Not to be dissuaded, I dallied forth to learn the art of authorship, with that sort of material set as an ultimate goal. With no formal education, beyond a few years' failing grades in high school, without a clue how to get started, most disheartening of all, with nothing to say, even, I persevered. I wracked my brain, dawdling, straining to produce what my first wife described as "dumb little poems"and producing one addled manuscript for juveniles, titled, "Ollie Philbert." A couple of my poems seemed to work. For the longest I produced mostly rhyming verses. Lyrics. The occasional short story. But, consider my origin.
Life was a struggle for me, from day one and through middle age. Dirt poor, bullied by a step father, saddled with unrecognized Asperger's Syndrome, I lurched like the punch drunk boxer, who's getting slugged consistently and dancing at whatever portion of ring he got knocked into. By age thirty I had been on my own for ten years, done a stint in the Navy and had been living the vagabonds existence, riding by freight train and hitching with my thumb. I was sometimes accompanied by a brother, who fought his own demons, most valiantly. By the time my older brother got himself murdered, at age twenty seven, I could point to just one non family person who counted himself a friend. And he was long gone, making a life in the far-off northeast part of our great nation.

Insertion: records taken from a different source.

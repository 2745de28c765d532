use std::path::PathBuf;
use std::time::Duration;

use anyhow::{bail, Context};
use clap::{Args, Parser, Subcommand};
use tracing_subscriber::EnvFilter;

use kms_quorum::simulation::{self, display_secret, strip_0x, Scenario};
use kms_quorum::{shamir, ClusterConfig, Share, Topology};

const DEFAULT_SECRET: &str = "correct horse battery staple";

#[derive(Parser)]
#[command(name = "kms-quorum", about = "Threshold secret split / retrieval demo")]
struct Cli {
    #[command(subcommand)]
    command: Command,
}

#[derive(Subcommand)]
enum Command {
    /// Split a secret into `<index>-<hex>` shares.
    Split {
        #[arg(long, default_value = DEFAULT_SECRET)]
        secret: String,
        /// Treat `--secret` as hex bytes.
        #[arg(long)]
        hex: bool,
        #[arg(short = 'm', long, default_value_t = 3)]
        threshold: usize,
        #[arg(short = 'n', long, default_value_t = 10)]
        shares: usize,
    },
    /// Recombine shares printed by `split`.
    Combine {
        #[arg(short = 'm', long)]
        threshold: usize,
        #[arg(required = true)]
        shares: Vec<String>,
    },
    /// Run requester, coordinator and shareholders locally.
    Simulate(SimulateArgs),
}

#[derive(Args)]
struct SimulateArgs {
    /// TOML cluster config; flags below override it.
    #[arg(long)]
    config: Option<PathBuf>,
    #[arg(long, value_enum)]
    topology: Option<Topology>,
    #[arg(short = 'm', long)]
    threshold: Option<usize>,
    #[arg(short = 'n', long)]
    shares: Option<usize>,
    #[arg(long, default_value = DEFAULT_SECRET)]
    secret: String,
    /// Shareholders that answer immediately (default: threshold).
    #[arg(long)]
    prompt: Option<usize>,
    /// Delay of the slow shareholders in milliseconds.
    #[arg(long, default_value_t = 2000)]
    slow_ms: u64,
    /// Bind every role to an ephemeral port instead of the configured ones.
    #[arg(long)]
    ephemeral: bool,
}

#[tokio::main]
async fn main() -> anyhow::Result<()> {
    tracing_subscriber::fmt()
        .with_env_filter(EnvFilter::try_from_default_env().unwrap_or_else(|_| EnvFilter::new("info")))
        .init();

    match Cli::parse().command {
        Command::Split {
            secret,
            hex,
            threshold,
            shares,
        } => {
            let secret = if hex {
                hex::decode(strip_0x(&secret)).context("secret is not valid hex")?
            } else {
                secret.into_bytes()
            };
            for share in shamir::split(&secret, threshold, shares)? {
                println!("{}", share);
            }
        }
        Command::Combine { threshold, shares } => {
            let shares = shares
                .iter()
                .map(|s| s.parse::<Share>())
                .collect::<Result<Vec<_>, _>>()?;
            let secret = shamir::reconstruct(&shares, threshold)?;
            println!("{}", display_secret(&secret));
        }
        Command::Simulate(args) => simulate(args).await?,
    }
    Ok(())
}

async fn simulate(args: SimulateArgs) -> anyhow::Result<()> {
    let mut config = match &args.config {
        Some(path) => ClusterConfig::load(path)?,
        None => ClusterConfig::default(),
    };
    if let Some(topology) = args.topology {
        config.topology = topology;
    }
    if let Some(threshold) = args.threshold {
        config.threshold = threshold;
    }
    if let Some(shares) = args.shares {
        config.shares = shares;
    }
    if args.ephemeral {
        config.coordinator_port = 0;
        config.shareholder_base_port = 0;
    }
    config.validate()?;

    let prompt = args.prompt.unwrap_or(config.threshold);
    let scenario = Scenario::stragglers(
        config,
        args.secret.as_bytes(),
        prompt,
        Duration::from_millis(args.slow_ms),
    );

    println!("=== {:?} topology ===", scenario.config.topology);
    let outcome = simulation::run(&scenario).await?;
    match &outcome.recovered {
        Ok(secret) => println!("Response is: {}", display_secret(secret)),
        Err(e) => println!("Retrieval failed: {}", e),
    }
    println!("Actual is:   {}", display_secret(&scenario.secret));
    println!("Elapsed:     {:?}", outcome.elapsed);

    if !outcome.matches(&scenario.secret) {
        bail!("recovered secret does not match");
    }
    Ok(())
}
mod endpoint;
pub mod wire;

pub use endpoint::Endpoint;
pub use wire::{Connection, Failure, Message};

By age thirty, I was ripe for a new strategy. I married a woman who actually latched on to me, first. We lasted nearly six years.Still the punch drunk boxer, i married a second time. We raised four children. I still clung to the notion of producing literature, beyond the time they were grown and I was nearing retirement.
Self publishing seemed the only out, as I knew the work to be for the most sub par. During the several years surrounding the self publishing, I wrote bits and pieces, aimed at eventual unification of the pieces into one huge autobiographical novel. With time I began to realize that the book was not feasible. I had too many half siblings that hated my guts. So I deleted most references to any living persons and riveted the newly molded superstructure onto a fictional framework. I had a novella, which I called, Beyond the Dark Water. It had none of the genius of Henry Miller or Philip Wylie, but was true to the material
Then I set to work on a novel meant to employ some of the tricks of a Henry Miller. My book, Poppy Fields of Mars is a sloppy, self indulgent bit of refuse, but at least I got it out of my system.
Lately, I have written Spelville and a number of shorter stories, including Sam Paine and Bonobos. Currently writing Mexican Red, a western, and Gwenn Wrenn, or, The Hollow Planet, science fantasy for teens and adults, simultaneously.